Thanks to Producer-Director Stan ley Kramer, Inherit the Wind has now been made into a movie that retains almost nothing of the play but its flashy, trashy script.
Instead of the hard-paced, sharp-edged direction that Herman Shumlin brought to the play, there is in the film a sluggish, confused manipulation of ideas and players. Instead of Actor Muni there is Spencer Tracy, the Hollywooden archetype of the wise old man, who as the years and pictures go by acts less and less and looks more and more as though he had been carved out of Mount Rushmore. Instead of Ed Begley in the role of Bryan there is Fredric March, who has somehow been persuaded to portray that unbalanced genius of the spoken word as a low-comedy stooge who at the climax catches a face-full of agnostic pie.
Bryan, of course, is not called Bryan in the picture; all the principal characters are given false names. But their historical identities, emphasized by the makeup department and in the script, are never in doubt, and the flagrant distortion of their qualities and motives may therefore seem all the more reprehensible to moviegoers who hold these serious and important men in memory.
Mencken, for example, is portrayed by Gene Kelly as a lip-curling, hat-tilting city-room slicker who talks the sort of typewritten tarradiddle that does less than justice to the rich, organic vocabulary of the author of The American Language.

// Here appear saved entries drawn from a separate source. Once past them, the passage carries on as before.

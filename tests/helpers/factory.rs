pub use super::factories::{RecordFactory, SchemaFactory, SessionFactory};
pub use super::plugins::{CollectingOutput, InputFailure, OutputFailure, ScriptedInput};

pub struct Factory;

impl Factory {
    pub fn schema() -> SchemaFactory {
        SchemaFactory::new()
    }

    pub fn records() -> RecordFactory {
        RecordFactory::new()
    }

    pub fn session() -> SessionFactory {
        SessionFactory::new()
    }
}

Worse still is the distortion of what happened at the trial. The script wildly and unjustly caricatures the fundamentalists as vicious and narrow-minded hypocrites, just as wildly and unwisely idealizes their opponents, as personified in Darrow. Actually, the fundamentalist position, even when carried to the extreme that Bryan struck when he denied that man is a mammal, is scarcely more absurd and profitless than the shallow scientism that the picture offers as a substitute for religious faith and experience.